WORK ITEM ->
In the listing below, identify each line with the word "pred" and return those lines.

EXERCISE MATERIAL ->
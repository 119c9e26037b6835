//! Minimal element tree the views render into.
//!
//! A [`Node`] can be written out as HTML or as plain text for a terminal, and
//! queried by tag or by text the way a DOM would be.

use maud::Render;

#[derive(Debug, Clone, PartialEq)]
pub enum Node {
    Element(Element),
    Text(String),
}

#[derive(Debug, Clone, PartialEq)]
pub struct Element {
    pub tag: &'static str,
    pub attrs: Vec<(&'static str, String)>,
    pub children: Vec<Node>,
}

/// Start building an element
pub fn el(tag: &'static str) -> Element {
    Element {
        tag,
        attrs: Vec::new(),
        children: Vec::new(),
    }
}

impl Element {
    pub fn attr(mut self, name: &'static str, value: impl Into<String>) -> Self {
        self.attrs.push((name, value.into()));
        self
    }

    pub fn class(self, class: &'static str) -> Self {
        self.attr("class", class)
    }

    pub fn child(mut self, node: impl Into<Node>) -> Self {
        self.children.push(node.into());
        self
    }

    pub fn children<I, N>(mut self, nodes: I) -> Self
    where
        I: IntoIterator<Item = N>,
        N: Into<Node>,
    {
        self.children.extend(nodes.into_iter().map(Into::into));
        self
    }

    pub fn attr_value(&self, name: &str) -> Option<&str> {
        self.attrs
            .iter()
            .find(|(key, _)| *key == name)
            .map(|(_, value)| value.as_str())
    }

    /// Concatenated text of this element's direct text children
    pub fn own_text(&self) -> String {
        self.children
            .iter()
            .filter_map(|child| match child {
                Node::Text(text) => Some(text.as_str()),
                Node::Element(_) => None,
            })
            .collect()
    }

    fn is_void(&self) -> bool {
        matches!(self.tag, "input" | "source" | "meta" | "br")
    }

    /// Contents are written verbatim, never entity-escaped
    fn is_raw_text(&self) -> bool {
        matches!(self.tag, "style" | "script")
    }
}

impl From<Element> for Node {
    fn from(element: Element) -> Self {
        Node::Element(element)
    }
}

impl From<String> for Node {
    fn from(text: String) -> Self {
        Node::Text(text)
    }
}

impl From<&str> for Node {
    fn from(text: &str) -> Self {
        Node::Text(text.to_string())
    }
}

impl Node {
    /// All text below this node, in document order
    pub fn text_content(&self) -> String {
        let mut out = String::new();
        self.walk_text(&mut out);
        out
    }

    fn walk_text(&self, out: &mut String) {
        match self {
            Node::Text(text) => out.push_str(text),
            Node::Element(element) => {
                for child in &element.children {
                    child.walk_text(out);
                }
            }
        }
    }

    /// Every element (including self) matching `pred`, depth first
    pub fn find_all(&self, pred: impl Fn(&Element) -> bool) -> Vec<&Element> {
        let mut found = Vec::new();
        self.collect(&pred, &mut found);
        found
    }

    fn collect<'a>(&'a self, pred: &dyn Fn(&Element) -> bool, found: &mut Vec<&'a Element>) {
        if let Node::Element(element) = self {
            if pred(element) {
                found.push(element);
            }
            for child in &element.children {
                child.collect(pred, found);
            }
        }
    }

    pub fn find_by_tag(&self, tag: &str) -> Vec<&Element> {
        self.find_all(|element| element.tag == tag)
    }

    /// Elements whose own text contains `needle`
    pub fn find_by_text(&self, needle: &str) -> Vec<&Element> {
        self.find_all(|element| element.own_text().contains(needle))
    }

    pub fn to_html(&self) -> String {
        self.render().into_string()
    }

    /// Plain text rendering for a terminal
    pub fn to_text(&self) -> String {
        let mut out = String::new();
        self.write_text(&mut out);

        let mut lines: Vec<&str> = Vec::new();
        for line in out.lines().map(str::trim_end) {
            if line.is_empty() && lines.last().is_none_or(|last| last.is_empty()) {
                continue;
            }
            lines.push(line);
        }
        while lines.last().is_some_and(|last| last.is_empty()) {
            lines.pop();
        }
        lines.join("\n")
    }

    fn write_text(&self, out: &mut String) {
        let element = match self {
            Node::Text(text) => {
                out.push_str(text);
                return;
            }
            Node::Element(element) => element,
        };

        match element.tag {
            "head" | "style" | "script" | "source" => {}
            "audio" => {
                out.push_str("[audio] ");
                out.push_str(element.attr_value("src").unwrap_or_default());
            }
            "a" => {
                let text = self.text_content();
                out.push_str(&text);
                if let Some(href) = element.attr_value("href")
                    && href != text
                {
                    out.push_str(&format!(" <{href}>"));
                }
            }
            "input" => {
                let shown = element
                    .attr_value("value")
                    .filter(|value| !value.is_empty())
                    .or_else(|| element.attr_value("placeholder"))
                    .unwrap_or_default();
                out.push_str(&format!("[ {shown} ] "));
            }
            "button" => {
                out.push_str(&format!("[{}]", self.text_content()));
            }
            tag => {
                let block = is_block(tag);
                if block {
                    start_line(out);
                }
                // headwords open a new paragraph
                if matches!(tag, "h1" | "h2" | "h3") && !out.is_empty() {
                    out.push('\n');
                }
                for child in &element.children {
                    child.write_text(out);
                }
                if block {
                    start_line(out);
                }
            }
        }
    }
}

impl Render for Node {
    fn render_to(&self, buffer: &mut String) {
        match self {
            Node::Text(text) => text.as_str().render_to(buffer),
            Node::Element(element) => element.render_to(buffer),
        }
    }
}

impl Render for Element {
    fn render_to(&self, buffer: &mut String) {
        buffer.push('<');
        buffer.push_str(self.tag);
        for (name, value) in &self.attrs {
            buffer.push(' ');
            buffer.push_str(name);
            buffer.push_str("=\"");
            value.as_str().render_to(buffer);
            buffer.push('"');
        }
        buffer.push('>');

        if self.is_void() {
            return;
        }

        for child in &self.children {
            match child {
                Node::Text(text) if self.is_raw_text() => buffer.push_str(text),
                child => child.render_to(buffer),
            }
        }
        buffer.push_str("</");
        buffer.push_str(self.tag);
        buffer.push('>');
    }
}

fn start_line(out: &mut String) {
    if !out.is_empty() && !out.ends_with('\n') {
        out.push('\n');
    }
}

fn is_block(tag: &str) -> bool {
    matches!(
        tag,
        "html" | "body" | "main" | "section" | "div" | "form" | "p" | "h1" | "h2" | "h3" | "h4"
    )
}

ANSWER SPACE ->
    /// Every element (including self) matching `pred`, depth first
    pub fn find_all(&self, pred: impl Fn(&Element) -> bool) -> Vec<&Element> {
        self.collect(&pred, &mut found);
    fn collect<'a>(&'a self, pred: &dyn Fn(&Element) -> bool, found: &mut Vec<&'a Element>) {
            if pred(element) {
                child.collect(pred, found);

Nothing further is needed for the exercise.